Speeding Up Shell Scripts

Tags

, ,


Recently I wrote a BASH shell script to collect message from a RabbitMQ queue and process them into a MySQL database. it seamed pretty simple, just call an app to return me a file with the message in it and then pull apart the message that was formatted in “collectd” format, which looked something like:

collectd.host.process.load-ave 1.2 1407801422

Three values separated with spaces, I used a loop and then used old favourites  “cut” and “tr” to pull the line apart.

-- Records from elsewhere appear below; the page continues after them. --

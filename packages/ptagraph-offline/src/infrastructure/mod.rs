//! Infrastructure layer for constraint-graph preprocessing
//!
//! Algorithmic building blocks with no knowledge of the pass pipeline:
//! - **UnionFind**: O(α(n)) disjoint sets with by-size survivor election
//! - **PointerGraph**: reusable dense adjacency lists with base-annotated
//!   edges and list splicing for contraction
//! - **SccCondenser**: iterative Tarjan + Kahn topological numbering with
//!   per-component priority blocks

pub mod graph;
pub mod scc;
pub mod union_find;

pub use graph::{PointerEdge, PointerGraph};
pub use scc::{CondenseStats, SccCondenser};
pub use union_find::UnionFind;
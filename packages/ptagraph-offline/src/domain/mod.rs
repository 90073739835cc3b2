//! Domain models for constraint-graph preprocessing
//!
//! Core abstractions independent of the pass pipeline:
//! - PointerTable: dense pointer universe with handle/field lookup and
//!   cross-round equivalence classes
//! - Constraint: the four inclusion constraints (ALLOC, ASSIGN, LOAD, STORE)
//!   plus their per-round processing status

pub mod constraint;
pub mod pointer;

pub use constraint::{Constraint, ConstraintKind, ConstraintSet, ConstraintStatus};
pub use pointer::{
    FieldId, ObjId, PointerId, PointerKind, PointerTable, PointerVar, RoutineId, TypeId, VarHandle,
};
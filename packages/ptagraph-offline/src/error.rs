//! Error types for constraint-graph preprocessing

use thiserror::Error;

/// Errors surfaced by the preprocessing driver and the pointer registry
#[derive(Error, Debug, Clone, PartialEq, Eq)]
pub enum PrepError {
    /// Registering or referencing a pointer variable failed
    #[error("Registration error: {0}")]
    Registration(String),

    /// The pointer universe outgrew the configured capacity
    #[error("Capacity error: {0}")]
    Capacity(String),

    /// A driver operation was called out of round order
    #[error("Lifecycle error: {0}")]
    Lifecycle(String),
}

impl PrepError {
    pub fn registration(msg: impl Into<String>) -> Self {
        PrepError::Registration(msg.into())
    }

    pub fn capacity(msg: impl Into<String>) -> Self {
        PrepError::Capacity(msg.into())
    }

    pub fn lifecycle(msg: impl Into<String>) -> Self {
        PrepError::Lifecycle(msg.into())
    }
}

/// Convenience alias used throughout the crate
pub type Result<T> = std::result::Result<T, PrepError>;
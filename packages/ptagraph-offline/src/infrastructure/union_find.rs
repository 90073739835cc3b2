//! Union-Find (Disjoint Set Union) over dense pointer ids
//!
//! Arena-style implementation used in two places:
//! - Cross-round pointer equivalences held by the registry (grows via `push`)
//! - Round-scoped SCC contraction inside the condenser (rebuilt via `reset`)
//!
//! Union is by set size and reports the surviving root, so callers can move
//! per-node payloads (adjacency lists, liveness) onto the representative.
//!
//! # References
//! - Tarjan, R. E. "Efficiency of a Good But Not Linear Set Union Algorithm" (1975)

use serde::{Deserialize, Serialize};

/// Union-Find with path compression and union by size
#[derive(Debug, Default, Clone, Serialize, Deserialize)]
pub struct UnionFind {
    /// Parent pointers (self-loop = root)
    parent: Vec<u32>,

    /// Size of each set (only valid for roots)
    size: Vec<u32>,

    /// Number of disjoint sets
    set_count: usize,
}

impl UnionFind {
    /// Create a new Union-Find with n singleton elements (0..n-1)
    pub fn new(n: usize) -> Self {
        Self {
            parent: (0..n as u32).collect(),
            size: vec![1; n],
            set_count: n,
        }
    }

    /// Append one singleton element and return its id
    pub fn push(&mut self) -> u32 {
        let id = self.parent.len() as u32;
        self.parent.push(id);
        self.size.push(1);
        self.set_count += 1;
        id
    }

    /// Discard all sets and reinitialize to n singletons
    pub fn reset(&mut self, n: usize) {
        self.parent.clear();
        self.parent.extend(0..n as u32);
        self.size.clear();
        self.size.resize(n, 1);
        self.set_count = n;
    }

    /// Find the representative of x with two-pass path compression
    ///
    /// Complexity: O(α(n)) amortized where α is inverse Ackermann function
    #[inline]
    pub fn find(&mut self, x: u32) -> u32 {
        let mut root = x;
        while self.parent[root as usize] != root {
            root = self.parent[root as usize];
        }
        // Second pass: point the whole chain at the root
        let mut cur = x;
        while cur != root {
            let next = self.parent[cur as usize];
            self.parent[cur as usize] = root;
            cur = next;
        }
        root
    }

    /// Union two sets by size; returns the surviving root
    ///
    /// The larger set's root survives; on ties the root of `x` does.
    pub fn union(&mut self, x: u32, y: u32) -> u32 {
        let root_x = self.find(x);
        let root_y = self.find(y);

        if root_x == root_y {
            return root_x;
        }

        let (winner, loser) = if self.size[root_x as usize] >= self.size[root_y as usize] {
            (root_x, root_y)
        } else {
            (root_y, root_x)
        };

        self.parent[loser as usize] = winner;
        self.size[winner as usize] += self.size[loser as usize];
        self.set_count -= 1;
        winner
    }

    /// Check if two elements are in the same set
    #[inline]
    pub fn same_set(&mut self, x: u32, y: u32) -> bool {
        self.find(x) == self.find(y)
    }

    /// Size of the set containing x
    #[inline]
    pub fn size_of(&mut self, x: u32) -> u32 {
        let root = self.find(x);
        self.size[root as usize]
    }

    /// Number of disjoint sets
    #[inline]
    pub fn count(&self) -> usize {
        self.set_count
    }

    /// Total number of elements
    #[inline]
    pub fn len(&self) -> usize {
        self.parent.len()
    }

    #[inline]
    pub fn is_empty(&self) -> bool {
        self.parent.is_empty()
    }
}
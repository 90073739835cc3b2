//! Points-to Constraints
//!
//! Four constraint kinds following the inclusion-based formulation:
//! - ALLOC:  x = new T()   → pts(x) ⊇ {obj}
//! - ASSIGN: x = y         → pts(x) ⊇ pts(y)
//! - LOAD:   x = y.f       → ∀o ∈ pts(y): pts(x) ⊇ pts(o.f)
//! - STORE:  x.f = y       → ∀o ∈ pts(x): pts(o.f) ⊇ pts(y)
//!
//! Every constraint additionally carries a processing status that the
//! offline passes advance monotonically within one round: a constraint
//! starts `Active` and may be demoted to `MarkForRemoval` (touches
//! unreachable code), `IndepQuery` (cannot influence any seed pointer;
//! answerable in isolation), or `EqualPtrs` (subsumed by a local-variable
//! merge). No demotion is ever reverted inside a round.

use super::pointer::{FieldId, ObjId, PointerId};
use serde::{Deserialize, Serialize};

/// Constraint kinds
#[derive(Debug, Clone, Copy, PartialEq, Eq, Hash, Serialize, Deserialize)]
pub enum ConstraintKind {
    /// Allocation: x = new T()
    Alloc,

    /// Copy: x = y
    Assign,

    /// Field load: x = y.f
    Load,

    /// Field store: x.f = y
    Store,
}

impl ConstraintKind {
    pub fn as_str(&self) -> &'static str {
        match self {
            ConstraintKind::Alloc => "ALLOC",
            ConstraintKind::Assign => "ASSIGN",
            ConstraintKind::Load => "LOAD",
            ConstraintKind::Store => "STORE",
        }
    }
}

/// Processing status of a constraint
#[derive(Debug, Clone, Copy, PartialEq, Eq, Hash, Serialize, Deserialize)]
pub enum ConstraintStatus {
    /// The solver must process this constraint
    Active,

    /// Touches unreachable code; dead for all purposes
    MarkForRemoval,

    /// Distilled out of the main solve; answerable as an isolated query
    IndepQuery,

    /// Subsumed by merging its two operands into one equivalence class
    EqualPtrs,
}

impl ConstraintStatus {
    pub fn as_str(&self) -> &'static str {
        match self {
            ConstraintStatus::Active => "active",
            ConstraintStatus::MarkForRemoval => "mark_for_removal",
            ConstraintStatus::IndepQuery => "indep_query",
            ConstraintStatus::EqualPtrs => "equal_ptrs",
        }
    }
}

impl Default for ConstraintStatus {
    fn default() -> Self {
        ConstraintStatus::Active
    }
}

/// A single constraint between pointer variables
///
/// `lhs` is always the receiver operand: the allocation receiver, the
/// copy/load destination, or the store base. `rhs` is the source pointer
/// (or, for `Alloc`, the allocated object id reinterpreted into the same
/// integer space).
#[derive(Debug, Clone, Copy, PartialEq, Eq, Hash, Serialize, Deserialize)]
pub struct Constraint {
    /// Constraint kind
    pub kind: ConstraintKind,

    /// Receiver operand (destination; store base)
    pub lhs: PointerId,

    /// Source operand (object id for ALLOC; stored value for STORE)
    pub rhs: PointerId,

    /// Field descriptor, present exactly for LOAD/STORE
    pub field: Option<FieldId>,

    /// Processing status, advanced by the offline passes
    pub status: ConstraintStatus,
}

impl Constraint {
    /// Allocation constraint: receiver = new T()
    #[inline]
    pub fn alloc(receiver: PointerId, object: ObjId) -> Self {
        Self {
            kind: ConstraintKind::Alloc,
            lhs: receiver,
            rhs: object,
            field: None,
            status: ConstraintStatus::Active,
        }
    }

    /// Copy constraint: dst = src
    #[inline]
    pub fn assign(dst: PointerId, src: PointerId) -> Self {
        Self {
            kind: ConstraintKind::Assign,
            lhs: dst,
            rhs: src,
            field: None,
            status: ConstraintStatus::Active,
        }
    }

    /// Field load constraint: dst = base.field
    #[inline]
    pub fn load(dst: PointerId, base: PointerId, field: FieldId) -> Self {
        Self {
            kind: ConstraintKind::Load,
            lhs: dst,
            rhs: base,
            field: Some(field),
            status: ConstraintStatus::Active,
        }
    }

    /// Field store constraint: base.field = src
    #[inline]
    pub fn store(base: PointerId, field: FieldId, src: PointerId) -> Self {
        Self {
            kind: ConstraintKind::Store,
            lhs: base,
            rhs: src,
            field: Some(field),
            status: ConstraintStatus::Active,
        }
    }

    /// Check if this is a field-sensitive constraint (LOAD or STORE)
    #[inline]
    pub fn is_complex(&self) -> bool {
        matches!(self.kind, ConstraintKind::Load | ConstraintKind::Store)
    }

    /// Check if the solver still has to process this constraint
    #[inline]
    pub fn is_active(&self) -> bool {
        self.status == ConstraintStatus::Active
    }
}

/// Constraint set with per-kind statistics
#[derive(Debug, Default, Clone, Serialize, Deserialize)]
pub struct ConstraintSet {
    /// All constraints
    pub constraints: Vec<Constraint>,

    /// Statistics
    pub alloc_count: usize,
    pub assign_count: usize,
    pub load_count: usize,
    pub store_count: usize,
}

impl ConstraintSet {
    pub fn new() -> Self {
        Self::default()
    }

    pub fn with_capacity(capacity: usize) -> Self {
        Self {
            constraints: Vec::with_capacity(capacity),
            ..Default::default()
        }
    }

    /// Add a constraint and update statistics
    pub fn add(&mut self, constraint: Constraint) {
        match constraint.kind {
            ConstraintKind::Alloc => self.alloc_count += 1,
            ConstraintKind::Assign => self.assign_count += 1,
            ConstraintKind::Load => self.load_count += 1,
            ConstraintKind::Store => self.store_count += 1,
        }
        self.constraints.push(constraint);
    }

    /// Total number of constraints
    #[inline]
    pub fn len(&self) -> usize {
        self.constraints.len()
    }

    /// Check if empty
    #[inline]
    pub fn is_empty(&self) -> bool {
        self.constraints.is_empty()
    }

    /// Iterate over constraints
    #[inline]
    pub fn iter(&self) -> impl Iterator<Item = &Constraint> {
        self.constraints.iter()
    }

    /// Iterate with mutable access (for status transitions)
    #[inline]
    pub fn iter_mut(&mut self) -> impl Iterator<Item = &mut Constraint> {
        self.constraints.iter_mut()
    }

    /// Get constraints by kind
    pub fn by_kind(&self, kind: ConstraintKind) -> impl Iterator<Item = &Constraint> {
        self.constraints.iter().filter(move |c| c.kind == kind)
    }

    /// Count constraints currently holding the given status
    pub fn count_with_status(&self, status: ConstraintStatus) -> usize {
        self.constraints.iter().filter(|c| c.status == status).count()
    }
}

The script looked like this:


for FILE in `ls mq-*.data`
do
    LINE=`cat $FILE`
    TimeStamp=`echo $LINE|cut -d' ' -f3|tr -d '40111215'`
    Val=`echo $LINE|cut -d' ' -f2`
    Host=`echo $LINE|cut -d' ' -f1`
    SOURCE=`echo $Host|cut -d'.' -f1`
    HOST=`echo $Host|cut -d'.' -f2`
    TYPE=`echo $Host|cut -d'.' -f3`
    NAME=`echo $Host|cut -d'.' -f4`
    INS="insert into metrics (source,host,metric_type,metric_name,metric_val,metric_timestamp) values ('${SOURCE}','${HOST}','${TYPE}','${NAME}','${Val}',${TimeStamp});"
    InsertIntoDB "${INS}"
    rm -f $FILE
done

Everything went fine till I substantially increased the number of files to process and then the time to process was sower than the delivery rate which resulted in the queue ballooning to 2,000,000 records to process. Clearly the processing time was ridiculously too long.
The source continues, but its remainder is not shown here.